*** Source information ***
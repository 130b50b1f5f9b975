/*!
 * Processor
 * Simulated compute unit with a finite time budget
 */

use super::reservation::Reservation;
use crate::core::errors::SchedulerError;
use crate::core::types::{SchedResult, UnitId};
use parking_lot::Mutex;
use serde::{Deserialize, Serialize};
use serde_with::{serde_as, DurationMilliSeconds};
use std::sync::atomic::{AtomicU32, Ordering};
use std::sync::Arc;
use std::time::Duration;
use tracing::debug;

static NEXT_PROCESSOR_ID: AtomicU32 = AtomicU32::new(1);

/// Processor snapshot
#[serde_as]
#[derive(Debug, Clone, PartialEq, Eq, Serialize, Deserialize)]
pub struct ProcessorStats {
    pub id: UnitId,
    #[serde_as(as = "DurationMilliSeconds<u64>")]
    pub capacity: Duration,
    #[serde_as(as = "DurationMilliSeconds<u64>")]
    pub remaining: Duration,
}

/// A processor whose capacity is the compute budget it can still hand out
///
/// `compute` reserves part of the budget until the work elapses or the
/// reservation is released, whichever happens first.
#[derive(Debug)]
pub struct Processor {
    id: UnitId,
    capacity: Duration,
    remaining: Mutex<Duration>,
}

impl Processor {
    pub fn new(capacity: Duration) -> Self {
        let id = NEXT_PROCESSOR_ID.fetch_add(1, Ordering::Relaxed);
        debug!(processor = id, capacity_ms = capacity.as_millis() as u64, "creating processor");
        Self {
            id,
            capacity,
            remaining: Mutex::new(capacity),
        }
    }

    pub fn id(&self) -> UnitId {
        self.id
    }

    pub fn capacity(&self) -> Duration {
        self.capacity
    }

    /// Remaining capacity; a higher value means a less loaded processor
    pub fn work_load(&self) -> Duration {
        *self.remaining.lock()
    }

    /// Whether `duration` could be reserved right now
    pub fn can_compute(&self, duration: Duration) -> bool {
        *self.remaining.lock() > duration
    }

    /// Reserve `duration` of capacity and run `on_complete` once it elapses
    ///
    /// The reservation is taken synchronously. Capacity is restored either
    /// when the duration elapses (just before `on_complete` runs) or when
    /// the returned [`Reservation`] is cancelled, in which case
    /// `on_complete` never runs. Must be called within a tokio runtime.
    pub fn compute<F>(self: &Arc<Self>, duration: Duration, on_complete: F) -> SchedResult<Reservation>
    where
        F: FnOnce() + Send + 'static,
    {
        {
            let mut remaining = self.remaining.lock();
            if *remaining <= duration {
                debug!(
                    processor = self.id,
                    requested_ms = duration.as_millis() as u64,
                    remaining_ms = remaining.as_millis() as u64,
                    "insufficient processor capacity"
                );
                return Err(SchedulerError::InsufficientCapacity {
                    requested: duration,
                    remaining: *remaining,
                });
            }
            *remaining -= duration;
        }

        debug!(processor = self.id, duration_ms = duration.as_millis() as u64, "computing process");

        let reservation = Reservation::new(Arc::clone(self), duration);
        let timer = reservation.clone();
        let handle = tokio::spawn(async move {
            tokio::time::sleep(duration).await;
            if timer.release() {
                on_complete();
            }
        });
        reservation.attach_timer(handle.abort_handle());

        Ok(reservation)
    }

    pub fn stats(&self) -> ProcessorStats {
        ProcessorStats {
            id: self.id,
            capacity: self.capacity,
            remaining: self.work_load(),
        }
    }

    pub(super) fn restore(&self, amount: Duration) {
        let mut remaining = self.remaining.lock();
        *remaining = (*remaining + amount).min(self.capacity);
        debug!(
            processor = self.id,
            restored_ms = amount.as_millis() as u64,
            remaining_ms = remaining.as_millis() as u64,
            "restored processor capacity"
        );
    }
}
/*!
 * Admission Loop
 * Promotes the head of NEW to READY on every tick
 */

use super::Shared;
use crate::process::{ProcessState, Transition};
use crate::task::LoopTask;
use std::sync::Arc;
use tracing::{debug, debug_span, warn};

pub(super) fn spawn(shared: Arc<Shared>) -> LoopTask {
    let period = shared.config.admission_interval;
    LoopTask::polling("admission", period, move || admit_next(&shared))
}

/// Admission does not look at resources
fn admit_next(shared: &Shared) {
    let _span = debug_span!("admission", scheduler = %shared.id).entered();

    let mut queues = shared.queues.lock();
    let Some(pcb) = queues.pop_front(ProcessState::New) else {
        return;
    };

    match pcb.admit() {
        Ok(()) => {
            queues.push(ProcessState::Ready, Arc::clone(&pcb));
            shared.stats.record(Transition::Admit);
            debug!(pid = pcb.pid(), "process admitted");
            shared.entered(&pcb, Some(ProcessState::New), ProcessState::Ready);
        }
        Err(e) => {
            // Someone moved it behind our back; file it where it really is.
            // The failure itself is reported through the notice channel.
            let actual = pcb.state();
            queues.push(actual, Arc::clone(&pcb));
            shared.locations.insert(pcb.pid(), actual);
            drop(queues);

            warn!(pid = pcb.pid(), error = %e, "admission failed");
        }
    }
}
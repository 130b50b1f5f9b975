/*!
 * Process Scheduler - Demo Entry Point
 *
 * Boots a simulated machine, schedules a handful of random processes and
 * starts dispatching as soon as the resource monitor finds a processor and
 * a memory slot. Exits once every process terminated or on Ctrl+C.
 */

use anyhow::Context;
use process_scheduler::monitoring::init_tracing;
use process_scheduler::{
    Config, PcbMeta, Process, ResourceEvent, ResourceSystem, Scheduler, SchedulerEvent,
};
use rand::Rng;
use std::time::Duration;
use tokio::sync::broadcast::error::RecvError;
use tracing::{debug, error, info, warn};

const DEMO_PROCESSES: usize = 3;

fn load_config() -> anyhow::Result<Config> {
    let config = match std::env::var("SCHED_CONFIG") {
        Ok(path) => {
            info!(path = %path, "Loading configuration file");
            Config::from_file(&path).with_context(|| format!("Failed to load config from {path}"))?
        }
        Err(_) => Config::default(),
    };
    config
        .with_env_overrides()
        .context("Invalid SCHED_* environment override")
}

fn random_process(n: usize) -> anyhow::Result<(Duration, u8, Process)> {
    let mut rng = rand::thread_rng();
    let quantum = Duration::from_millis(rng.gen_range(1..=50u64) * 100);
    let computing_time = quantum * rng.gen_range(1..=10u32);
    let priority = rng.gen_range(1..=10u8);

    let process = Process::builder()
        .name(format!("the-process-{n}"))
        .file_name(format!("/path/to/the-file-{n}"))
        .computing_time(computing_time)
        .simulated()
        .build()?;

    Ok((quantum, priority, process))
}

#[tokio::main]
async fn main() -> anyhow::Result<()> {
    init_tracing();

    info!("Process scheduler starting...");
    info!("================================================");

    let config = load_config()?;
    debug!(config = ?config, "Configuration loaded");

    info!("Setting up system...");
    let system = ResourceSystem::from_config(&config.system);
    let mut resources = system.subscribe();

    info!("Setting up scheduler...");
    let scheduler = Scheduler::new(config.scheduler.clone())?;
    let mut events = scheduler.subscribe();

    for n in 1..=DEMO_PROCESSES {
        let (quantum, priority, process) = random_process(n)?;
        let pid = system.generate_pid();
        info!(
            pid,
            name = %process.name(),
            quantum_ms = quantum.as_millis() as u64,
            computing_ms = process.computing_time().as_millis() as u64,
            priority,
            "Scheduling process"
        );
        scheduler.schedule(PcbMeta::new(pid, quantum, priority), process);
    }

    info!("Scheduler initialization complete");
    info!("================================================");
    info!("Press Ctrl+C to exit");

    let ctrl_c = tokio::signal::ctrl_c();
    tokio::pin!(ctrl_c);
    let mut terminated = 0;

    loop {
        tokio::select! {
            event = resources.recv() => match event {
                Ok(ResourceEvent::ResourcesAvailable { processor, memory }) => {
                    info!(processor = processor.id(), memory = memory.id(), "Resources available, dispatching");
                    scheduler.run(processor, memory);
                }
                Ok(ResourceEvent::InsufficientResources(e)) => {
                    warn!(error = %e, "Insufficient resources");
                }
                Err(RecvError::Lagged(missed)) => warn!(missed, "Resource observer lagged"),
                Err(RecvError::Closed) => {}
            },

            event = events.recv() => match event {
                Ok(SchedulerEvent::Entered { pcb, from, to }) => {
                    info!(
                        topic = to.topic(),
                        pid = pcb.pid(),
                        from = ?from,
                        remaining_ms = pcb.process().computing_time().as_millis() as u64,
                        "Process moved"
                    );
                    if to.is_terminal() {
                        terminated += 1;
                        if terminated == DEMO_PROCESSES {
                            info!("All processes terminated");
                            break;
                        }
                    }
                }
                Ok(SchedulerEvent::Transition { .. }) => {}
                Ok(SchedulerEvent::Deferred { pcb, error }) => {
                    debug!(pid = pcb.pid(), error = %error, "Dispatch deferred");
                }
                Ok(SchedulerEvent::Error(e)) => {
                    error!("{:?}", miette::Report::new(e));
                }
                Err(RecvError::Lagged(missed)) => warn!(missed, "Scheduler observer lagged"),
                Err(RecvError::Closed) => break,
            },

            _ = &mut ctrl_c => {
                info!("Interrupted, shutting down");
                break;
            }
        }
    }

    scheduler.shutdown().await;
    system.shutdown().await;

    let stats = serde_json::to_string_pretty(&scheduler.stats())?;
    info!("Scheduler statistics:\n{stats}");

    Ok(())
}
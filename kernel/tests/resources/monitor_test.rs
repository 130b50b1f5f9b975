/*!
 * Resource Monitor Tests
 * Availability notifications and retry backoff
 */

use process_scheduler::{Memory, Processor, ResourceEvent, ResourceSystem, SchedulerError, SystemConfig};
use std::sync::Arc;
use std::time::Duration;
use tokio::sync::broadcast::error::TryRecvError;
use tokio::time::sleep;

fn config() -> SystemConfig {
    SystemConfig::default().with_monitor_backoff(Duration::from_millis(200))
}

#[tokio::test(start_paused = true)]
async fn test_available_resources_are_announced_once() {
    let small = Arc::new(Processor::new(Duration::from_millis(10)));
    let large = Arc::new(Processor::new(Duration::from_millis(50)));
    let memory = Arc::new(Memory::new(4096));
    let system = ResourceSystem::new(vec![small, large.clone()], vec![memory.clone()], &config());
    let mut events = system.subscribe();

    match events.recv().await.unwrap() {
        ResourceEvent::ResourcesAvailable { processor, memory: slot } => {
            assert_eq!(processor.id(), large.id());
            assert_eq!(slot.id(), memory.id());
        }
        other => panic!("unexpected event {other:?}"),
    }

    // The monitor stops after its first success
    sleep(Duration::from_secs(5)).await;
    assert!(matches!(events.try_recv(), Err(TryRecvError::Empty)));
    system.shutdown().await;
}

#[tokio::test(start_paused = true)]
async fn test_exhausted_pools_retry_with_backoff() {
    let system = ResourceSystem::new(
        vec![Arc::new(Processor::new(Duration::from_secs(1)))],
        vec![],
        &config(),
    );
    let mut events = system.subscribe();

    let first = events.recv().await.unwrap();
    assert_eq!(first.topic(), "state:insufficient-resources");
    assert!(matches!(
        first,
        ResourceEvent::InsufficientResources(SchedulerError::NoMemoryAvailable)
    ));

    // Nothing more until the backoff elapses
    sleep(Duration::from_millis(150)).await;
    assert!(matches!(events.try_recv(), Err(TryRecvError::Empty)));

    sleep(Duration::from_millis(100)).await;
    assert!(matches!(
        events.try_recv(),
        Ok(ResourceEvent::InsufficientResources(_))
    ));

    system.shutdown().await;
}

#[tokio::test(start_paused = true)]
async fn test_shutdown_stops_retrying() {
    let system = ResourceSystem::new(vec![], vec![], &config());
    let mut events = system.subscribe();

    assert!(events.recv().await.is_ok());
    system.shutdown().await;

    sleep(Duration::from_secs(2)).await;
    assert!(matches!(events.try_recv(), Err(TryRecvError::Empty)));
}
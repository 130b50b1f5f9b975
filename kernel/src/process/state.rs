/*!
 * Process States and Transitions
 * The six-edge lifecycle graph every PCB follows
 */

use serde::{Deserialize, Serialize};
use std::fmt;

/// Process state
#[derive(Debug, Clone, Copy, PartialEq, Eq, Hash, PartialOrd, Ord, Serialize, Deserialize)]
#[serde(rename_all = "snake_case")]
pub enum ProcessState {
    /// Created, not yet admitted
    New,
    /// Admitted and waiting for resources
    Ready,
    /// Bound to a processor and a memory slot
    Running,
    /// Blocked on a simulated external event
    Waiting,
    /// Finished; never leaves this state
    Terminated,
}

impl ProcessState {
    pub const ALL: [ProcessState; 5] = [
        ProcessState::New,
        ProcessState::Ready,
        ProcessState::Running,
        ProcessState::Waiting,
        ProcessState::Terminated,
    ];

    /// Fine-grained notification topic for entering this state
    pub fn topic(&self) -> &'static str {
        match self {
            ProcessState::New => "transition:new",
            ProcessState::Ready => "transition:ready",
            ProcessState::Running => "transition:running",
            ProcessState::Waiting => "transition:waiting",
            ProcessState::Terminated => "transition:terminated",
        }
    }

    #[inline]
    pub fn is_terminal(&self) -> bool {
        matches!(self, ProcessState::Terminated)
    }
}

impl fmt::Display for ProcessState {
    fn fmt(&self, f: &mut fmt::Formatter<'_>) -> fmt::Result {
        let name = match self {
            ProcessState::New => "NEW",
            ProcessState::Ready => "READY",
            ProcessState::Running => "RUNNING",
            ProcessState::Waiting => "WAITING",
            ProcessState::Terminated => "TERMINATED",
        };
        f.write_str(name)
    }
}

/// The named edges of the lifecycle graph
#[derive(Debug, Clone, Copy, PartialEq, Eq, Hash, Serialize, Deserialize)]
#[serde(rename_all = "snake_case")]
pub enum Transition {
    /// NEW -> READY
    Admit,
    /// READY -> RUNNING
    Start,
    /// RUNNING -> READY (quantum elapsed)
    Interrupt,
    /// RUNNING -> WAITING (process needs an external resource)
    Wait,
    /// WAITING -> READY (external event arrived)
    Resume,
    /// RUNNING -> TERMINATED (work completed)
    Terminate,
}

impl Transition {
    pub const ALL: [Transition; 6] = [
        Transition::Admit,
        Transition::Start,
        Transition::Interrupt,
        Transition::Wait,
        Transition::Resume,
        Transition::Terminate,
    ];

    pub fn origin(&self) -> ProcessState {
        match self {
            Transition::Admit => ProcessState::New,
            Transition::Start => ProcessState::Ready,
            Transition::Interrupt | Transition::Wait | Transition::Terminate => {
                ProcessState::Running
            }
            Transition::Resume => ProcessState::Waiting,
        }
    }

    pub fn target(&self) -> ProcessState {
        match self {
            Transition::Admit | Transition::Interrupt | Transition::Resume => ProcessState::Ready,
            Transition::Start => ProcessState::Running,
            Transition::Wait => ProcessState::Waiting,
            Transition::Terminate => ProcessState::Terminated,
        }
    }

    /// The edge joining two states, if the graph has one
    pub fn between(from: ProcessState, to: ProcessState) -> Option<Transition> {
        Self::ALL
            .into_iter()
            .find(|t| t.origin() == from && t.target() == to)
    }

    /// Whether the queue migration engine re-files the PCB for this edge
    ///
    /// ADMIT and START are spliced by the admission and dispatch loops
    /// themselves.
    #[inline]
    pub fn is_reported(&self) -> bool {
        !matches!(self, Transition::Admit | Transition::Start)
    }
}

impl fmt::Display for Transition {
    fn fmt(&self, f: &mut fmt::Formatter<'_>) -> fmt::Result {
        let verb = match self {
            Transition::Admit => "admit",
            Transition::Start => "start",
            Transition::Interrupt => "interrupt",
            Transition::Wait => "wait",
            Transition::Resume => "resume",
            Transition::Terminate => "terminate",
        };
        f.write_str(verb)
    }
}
*** End of Source information ***
### What you should do
Give the count of lines in the data above that hold the string "origin", with no additional words.

### Response
2